| 要旨トップ | 本企画の概要 | | 日本生態学会第70回全国大会 (2023年3月、仙台) 講演要旨 ESJ70 Abstract |
シンポジウム S05-5 (Presentation in Symposium)
To understand the origins of cultivated taro (Colocasia esculenta), we must study wild populations and closely-related wild species. A broad outline of the possible history of this crop has begun to emerge. Taro may have diverged from an ancestor adapted to cool and humid montane environments in mainland Southeast Asia. If the genus has existed since at least the Miocene geological period, then Colocasia species must have dispersed and evolved through multiple cycles of glacial and interglacial climatic conditions. Over these cycles, species may have differentiated along three main environmental gradients: wet to dry, cool to warm, and open to shaded.

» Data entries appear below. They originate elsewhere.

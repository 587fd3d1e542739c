use chrono::Local;
use tui::backend::Backend;
use tui::layout::{Alignment, Constraint, Flex, Layout, Rect};
use tui::style::{Color, Modifier, Style};
use tui::text::{Line, Span};
use tui::widgets::{
    Block, BorderType, Borders, Cell, Clear, List, ListItem, ListState, Paragraph, Row, Table,
    TableState, Tabs, Wrap,
};
use tui::{Frame, Terminal};
use tui_logger::TuiLoggerWidget;

use crate::app::{App, MenuItem};
use crate::components::bracket::{BracketGrid, BracketView};
use crate::components::match_table::MatchTable;
use crate::state::app_state::{IndexState, MATCH_COLUMNS, POOL_COLUMNS, TournamentState};
use crate::state::network::{ERROR_CHAR, LoadingState};
use crate::ui::layout::LayoutAreas;
use scores_api::{MatchRecord, Phase, RankEntry, Seed, Tournament, group_by_round, group_by_stage};

static TABS: &[&str; 5] = &["Matches", "Pools", "Bracket", "Rankings", "Info"];

pub fn draw<B>(terminal: &mut Terminal<B>, app: &mut App, loading: LoadingState)
where
    B: Backend,
{
    let current_size = terminal.size().unwrap_or_default();
    if current_size.width <= 10 || current_size.height <= 10 {
        return;
    }

    let mut layout = LayoutAreas::new(current_size);

    let _ = terminal.draw(|f| {
        layout.update(f.area(), app.settings.full_screen, app.state.show_logs);

        if !app.settings.full_screen {
            draw_tabs(f, layout.tab_bar, app);
        }

        match app.state.active_tab {
            MenuItem::Matches => draw_matches(f, layout.main, app),
            MenuItem::Pools => draw_pools(f, layout.main, app),
            MenuItem::Bracket => draw_bracket(f, layout.main, app),
            MenuItem::Rankings => draw_rankings(f, layout.main, app),
            MenuItem::Info => draw_info(f, layout.main, app),
            MenuItem::Help => draw_help(f, layout.main),
        }

        if let Some(logs) = layout.logs {
            draw_logs(f, logs);
        }

        if app.state.picker.open {
            draw_picker(f, f.area(), app);
        }

        draw_loading_spinner(f, f.area(), app, loading);
    });
}

pub fn default_border<'a>(color: Color) -> Block<'a> {
    Block::default()
        .borders(Borders::ALL)
        .border_type(BorderType::Rounded)
        .border_style(Style::default().fg(color))
}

Two evolutionary lineages of C. esculenta have been domesticated and both tolerate open cultivated habitats: var. antiquorum and var. esculenta. These are associated with (i) montane cool and dry, and (ii) lowland warm and wet environments respectively. Perhaps the greatest mystery is how the montane lineage adapted to open habitats, given that the most obvious natural open habitats in Southeast Asia are permanent springs and the banks of meandering rivers in lowland plains. Around the world, farmers have adopted these two lineages and developed cultivation systems that must to some extent mirror the natural ecology of wild source populations.